━━ DATASET

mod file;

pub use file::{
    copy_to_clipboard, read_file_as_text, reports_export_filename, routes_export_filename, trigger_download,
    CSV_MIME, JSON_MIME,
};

━━━━
━━ DATASET

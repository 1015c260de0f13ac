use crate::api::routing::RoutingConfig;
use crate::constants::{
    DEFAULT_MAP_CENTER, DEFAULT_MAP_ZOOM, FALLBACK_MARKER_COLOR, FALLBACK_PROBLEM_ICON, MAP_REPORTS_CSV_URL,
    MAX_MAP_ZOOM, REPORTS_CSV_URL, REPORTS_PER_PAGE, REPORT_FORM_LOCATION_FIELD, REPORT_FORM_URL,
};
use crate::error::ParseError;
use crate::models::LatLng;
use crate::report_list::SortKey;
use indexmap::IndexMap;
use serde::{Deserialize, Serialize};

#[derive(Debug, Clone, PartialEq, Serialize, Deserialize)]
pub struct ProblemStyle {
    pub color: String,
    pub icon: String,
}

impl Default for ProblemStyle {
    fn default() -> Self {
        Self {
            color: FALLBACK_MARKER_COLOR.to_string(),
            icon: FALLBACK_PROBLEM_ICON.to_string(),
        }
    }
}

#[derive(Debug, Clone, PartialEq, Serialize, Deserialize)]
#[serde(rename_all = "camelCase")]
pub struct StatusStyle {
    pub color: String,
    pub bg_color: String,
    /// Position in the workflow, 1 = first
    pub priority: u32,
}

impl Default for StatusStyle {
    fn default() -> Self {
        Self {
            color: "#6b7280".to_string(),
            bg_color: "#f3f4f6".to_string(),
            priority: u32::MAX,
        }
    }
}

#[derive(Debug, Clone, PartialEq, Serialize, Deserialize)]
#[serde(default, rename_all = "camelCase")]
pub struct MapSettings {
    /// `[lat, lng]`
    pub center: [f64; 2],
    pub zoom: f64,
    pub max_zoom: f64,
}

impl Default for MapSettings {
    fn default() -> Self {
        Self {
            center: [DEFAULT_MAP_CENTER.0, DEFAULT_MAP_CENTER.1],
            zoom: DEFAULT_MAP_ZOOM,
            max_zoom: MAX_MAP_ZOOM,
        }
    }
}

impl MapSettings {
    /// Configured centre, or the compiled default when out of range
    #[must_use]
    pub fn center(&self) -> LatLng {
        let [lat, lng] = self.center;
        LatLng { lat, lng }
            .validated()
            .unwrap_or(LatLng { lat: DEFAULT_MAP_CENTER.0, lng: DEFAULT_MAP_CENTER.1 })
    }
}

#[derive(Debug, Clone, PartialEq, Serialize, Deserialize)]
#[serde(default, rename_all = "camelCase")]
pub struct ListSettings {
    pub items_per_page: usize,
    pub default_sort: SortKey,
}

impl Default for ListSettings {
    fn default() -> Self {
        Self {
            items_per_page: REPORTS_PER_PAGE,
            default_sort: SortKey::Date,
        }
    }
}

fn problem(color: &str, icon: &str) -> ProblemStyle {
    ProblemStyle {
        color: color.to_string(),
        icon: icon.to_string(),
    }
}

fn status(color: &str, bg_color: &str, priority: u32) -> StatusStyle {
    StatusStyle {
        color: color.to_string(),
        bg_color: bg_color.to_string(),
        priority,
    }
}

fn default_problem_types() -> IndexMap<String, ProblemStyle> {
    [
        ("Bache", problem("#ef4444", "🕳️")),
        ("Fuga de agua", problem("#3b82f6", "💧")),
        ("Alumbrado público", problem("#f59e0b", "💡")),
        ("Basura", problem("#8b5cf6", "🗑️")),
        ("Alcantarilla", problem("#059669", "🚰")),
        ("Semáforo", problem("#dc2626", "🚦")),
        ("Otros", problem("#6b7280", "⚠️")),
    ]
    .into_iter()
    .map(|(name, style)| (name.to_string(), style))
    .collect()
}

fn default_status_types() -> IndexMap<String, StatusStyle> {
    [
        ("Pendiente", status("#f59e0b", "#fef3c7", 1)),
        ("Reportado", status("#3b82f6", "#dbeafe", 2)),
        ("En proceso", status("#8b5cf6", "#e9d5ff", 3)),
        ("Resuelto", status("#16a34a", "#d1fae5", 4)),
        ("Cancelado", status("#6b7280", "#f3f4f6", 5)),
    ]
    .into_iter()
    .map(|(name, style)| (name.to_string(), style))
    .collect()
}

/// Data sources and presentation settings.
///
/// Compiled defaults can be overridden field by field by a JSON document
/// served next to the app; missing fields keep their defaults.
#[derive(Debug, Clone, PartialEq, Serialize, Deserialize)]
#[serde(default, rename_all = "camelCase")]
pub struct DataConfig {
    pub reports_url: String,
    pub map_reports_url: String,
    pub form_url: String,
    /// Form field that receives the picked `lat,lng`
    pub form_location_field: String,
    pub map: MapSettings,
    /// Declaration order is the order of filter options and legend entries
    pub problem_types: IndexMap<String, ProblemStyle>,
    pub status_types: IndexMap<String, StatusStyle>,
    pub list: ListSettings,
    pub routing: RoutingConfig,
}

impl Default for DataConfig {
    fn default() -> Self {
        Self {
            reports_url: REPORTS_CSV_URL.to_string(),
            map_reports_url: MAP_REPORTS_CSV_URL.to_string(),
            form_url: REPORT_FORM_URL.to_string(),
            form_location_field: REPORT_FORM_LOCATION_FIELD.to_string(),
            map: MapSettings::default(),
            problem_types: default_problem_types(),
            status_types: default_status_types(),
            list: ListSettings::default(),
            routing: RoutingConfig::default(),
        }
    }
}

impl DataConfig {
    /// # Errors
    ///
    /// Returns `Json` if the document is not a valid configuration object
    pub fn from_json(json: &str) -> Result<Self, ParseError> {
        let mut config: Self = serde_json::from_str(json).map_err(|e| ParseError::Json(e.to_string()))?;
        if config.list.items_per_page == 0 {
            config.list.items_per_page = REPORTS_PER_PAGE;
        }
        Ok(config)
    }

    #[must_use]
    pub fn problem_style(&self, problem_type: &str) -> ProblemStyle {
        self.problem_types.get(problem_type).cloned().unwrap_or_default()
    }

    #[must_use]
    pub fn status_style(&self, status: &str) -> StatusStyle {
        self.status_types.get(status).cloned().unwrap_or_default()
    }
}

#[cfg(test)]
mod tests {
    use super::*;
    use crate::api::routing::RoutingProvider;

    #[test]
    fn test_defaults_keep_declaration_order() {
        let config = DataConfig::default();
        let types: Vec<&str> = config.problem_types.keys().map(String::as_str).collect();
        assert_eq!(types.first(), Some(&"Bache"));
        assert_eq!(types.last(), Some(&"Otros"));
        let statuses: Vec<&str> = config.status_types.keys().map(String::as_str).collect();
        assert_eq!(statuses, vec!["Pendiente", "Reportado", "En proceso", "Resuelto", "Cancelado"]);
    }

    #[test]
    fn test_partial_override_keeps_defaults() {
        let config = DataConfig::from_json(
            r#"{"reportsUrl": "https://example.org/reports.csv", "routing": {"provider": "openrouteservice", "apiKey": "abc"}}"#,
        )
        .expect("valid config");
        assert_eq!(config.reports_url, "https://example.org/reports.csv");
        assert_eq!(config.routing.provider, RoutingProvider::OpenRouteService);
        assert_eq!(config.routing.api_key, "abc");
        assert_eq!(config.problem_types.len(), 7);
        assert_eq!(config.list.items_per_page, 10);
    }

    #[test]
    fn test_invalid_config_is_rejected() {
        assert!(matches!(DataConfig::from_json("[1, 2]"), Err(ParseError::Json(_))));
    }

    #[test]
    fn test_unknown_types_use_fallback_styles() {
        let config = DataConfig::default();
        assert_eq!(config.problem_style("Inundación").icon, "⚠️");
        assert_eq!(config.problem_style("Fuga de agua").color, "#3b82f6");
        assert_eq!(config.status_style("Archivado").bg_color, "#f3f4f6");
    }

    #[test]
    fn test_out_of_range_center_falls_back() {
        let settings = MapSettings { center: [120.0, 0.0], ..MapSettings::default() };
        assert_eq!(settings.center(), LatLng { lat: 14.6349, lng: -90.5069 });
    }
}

━━━━
━━ DATASET

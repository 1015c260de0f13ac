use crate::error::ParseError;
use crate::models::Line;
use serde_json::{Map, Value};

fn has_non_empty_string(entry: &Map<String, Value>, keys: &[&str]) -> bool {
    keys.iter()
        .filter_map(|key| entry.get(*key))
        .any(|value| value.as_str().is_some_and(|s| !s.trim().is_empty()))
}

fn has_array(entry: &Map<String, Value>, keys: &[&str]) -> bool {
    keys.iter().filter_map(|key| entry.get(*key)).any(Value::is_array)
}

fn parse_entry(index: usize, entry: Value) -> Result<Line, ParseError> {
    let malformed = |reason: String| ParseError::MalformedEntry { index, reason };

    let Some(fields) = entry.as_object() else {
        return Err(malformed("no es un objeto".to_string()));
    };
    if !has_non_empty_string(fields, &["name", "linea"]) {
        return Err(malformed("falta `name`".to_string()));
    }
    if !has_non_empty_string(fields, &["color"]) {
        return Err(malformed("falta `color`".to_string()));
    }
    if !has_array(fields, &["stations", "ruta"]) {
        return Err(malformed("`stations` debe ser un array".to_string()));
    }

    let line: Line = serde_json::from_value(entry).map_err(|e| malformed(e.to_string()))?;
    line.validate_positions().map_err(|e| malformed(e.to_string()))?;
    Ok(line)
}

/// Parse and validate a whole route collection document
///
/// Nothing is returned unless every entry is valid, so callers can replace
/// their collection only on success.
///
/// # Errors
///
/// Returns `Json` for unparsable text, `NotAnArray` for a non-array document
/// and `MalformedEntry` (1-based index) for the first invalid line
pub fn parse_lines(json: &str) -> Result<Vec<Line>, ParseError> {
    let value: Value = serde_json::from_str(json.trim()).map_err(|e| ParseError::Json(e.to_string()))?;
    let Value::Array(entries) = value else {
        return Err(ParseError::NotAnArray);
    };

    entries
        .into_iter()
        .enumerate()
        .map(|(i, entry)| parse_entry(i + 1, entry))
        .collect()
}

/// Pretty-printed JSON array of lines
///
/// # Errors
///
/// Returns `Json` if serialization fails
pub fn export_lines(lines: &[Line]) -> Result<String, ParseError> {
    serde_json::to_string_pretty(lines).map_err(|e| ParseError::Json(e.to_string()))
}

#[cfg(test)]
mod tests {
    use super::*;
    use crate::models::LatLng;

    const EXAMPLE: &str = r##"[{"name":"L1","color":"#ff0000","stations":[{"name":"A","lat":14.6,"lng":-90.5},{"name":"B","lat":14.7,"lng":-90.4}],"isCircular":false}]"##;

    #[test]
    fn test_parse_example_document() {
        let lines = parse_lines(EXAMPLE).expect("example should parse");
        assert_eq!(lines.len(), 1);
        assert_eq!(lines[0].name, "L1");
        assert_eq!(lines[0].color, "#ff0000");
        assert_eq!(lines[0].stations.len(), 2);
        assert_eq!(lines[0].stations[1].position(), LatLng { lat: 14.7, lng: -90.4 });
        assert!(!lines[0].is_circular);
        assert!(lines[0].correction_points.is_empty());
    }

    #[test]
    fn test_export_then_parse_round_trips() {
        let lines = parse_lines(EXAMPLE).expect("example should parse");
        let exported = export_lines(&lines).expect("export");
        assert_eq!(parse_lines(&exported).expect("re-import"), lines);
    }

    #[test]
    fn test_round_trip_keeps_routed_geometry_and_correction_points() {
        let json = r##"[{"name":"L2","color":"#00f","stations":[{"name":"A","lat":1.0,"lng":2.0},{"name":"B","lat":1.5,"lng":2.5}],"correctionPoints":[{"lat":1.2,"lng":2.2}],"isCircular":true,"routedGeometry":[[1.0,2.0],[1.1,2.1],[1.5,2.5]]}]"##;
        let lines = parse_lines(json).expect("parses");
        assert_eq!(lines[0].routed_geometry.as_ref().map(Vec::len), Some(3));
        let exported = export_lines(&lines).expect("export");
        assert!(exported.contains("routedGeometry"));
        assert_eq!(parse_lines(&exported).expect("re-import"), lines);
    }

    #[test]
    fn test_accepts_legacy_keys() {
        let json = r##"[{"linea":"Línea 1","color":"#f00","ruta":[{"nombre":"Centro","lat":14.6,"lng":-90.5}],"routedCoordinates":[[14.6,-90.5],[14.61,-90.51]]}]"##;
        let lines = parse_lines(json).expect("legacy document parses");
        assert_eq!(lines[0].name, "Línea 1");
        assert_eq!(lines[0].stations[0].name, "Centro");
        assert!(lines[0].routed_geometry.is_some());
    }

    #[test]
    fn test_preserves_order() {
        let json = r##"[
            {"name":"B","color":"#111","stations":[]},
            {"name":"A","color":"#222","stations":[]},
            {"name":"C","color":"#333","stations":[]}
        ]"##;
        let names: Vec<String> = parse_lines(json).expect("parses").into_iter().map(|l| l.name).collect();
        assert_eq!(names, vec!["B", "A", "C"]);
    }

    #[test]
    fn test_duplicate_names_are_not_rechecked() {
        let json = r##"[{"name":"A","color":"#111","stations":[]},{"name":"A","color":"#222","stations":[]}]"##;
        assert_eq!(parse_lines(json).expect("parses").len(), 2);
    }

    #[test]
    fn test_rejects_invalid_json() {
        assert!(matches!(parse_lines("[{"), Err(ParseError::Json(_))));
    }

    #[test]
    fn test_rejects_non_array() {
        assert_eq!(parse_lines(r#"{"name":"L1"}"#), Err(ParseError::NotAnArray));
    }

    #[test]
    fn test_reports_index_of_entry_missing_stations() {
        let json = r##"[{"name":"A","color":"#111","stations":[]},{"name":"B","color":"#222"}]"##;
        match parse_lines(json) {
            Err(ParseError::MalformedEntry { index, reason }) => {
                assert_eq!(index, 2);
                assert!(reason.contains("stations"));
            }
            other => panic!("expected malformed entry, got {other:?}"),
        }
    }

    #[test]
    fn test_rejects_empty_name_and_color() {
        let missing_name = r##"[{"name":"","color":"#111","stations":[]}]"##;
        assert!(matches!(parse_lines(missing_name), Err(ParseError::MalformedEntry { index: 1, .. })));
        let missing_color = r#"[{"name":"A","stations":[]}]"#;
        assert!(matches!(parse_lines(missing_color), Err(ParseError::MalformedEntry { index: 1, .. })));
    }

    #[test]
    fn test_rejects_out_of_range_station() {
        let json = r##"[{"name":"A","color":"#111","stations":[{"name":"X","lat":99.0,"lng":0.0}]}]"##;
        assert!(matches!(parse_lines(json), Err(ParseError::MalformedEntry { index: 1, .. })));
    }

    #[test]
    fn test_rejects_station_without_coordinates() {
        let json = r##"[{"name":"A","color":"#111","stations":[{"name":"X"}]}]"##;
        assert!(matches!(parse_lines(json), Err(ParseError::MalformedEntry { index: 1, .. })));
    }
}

━━━━

EXERCISE DETAILS →
Among the records above, repeat exactly the line with "pub fn from_json(json: &str)", the line with "if config.list.items_per_page == 0", and every line in between, and only those.

EXERCISE SOLUTION →
    pub fn from_json(json: &str) -> Result<Self, ParseError> {
        let mut config: Self = serde_json::from_str(json).map_err(|e| ParseError::Json(e.to_string()))?;
        if config.list.items_per_page == 0 {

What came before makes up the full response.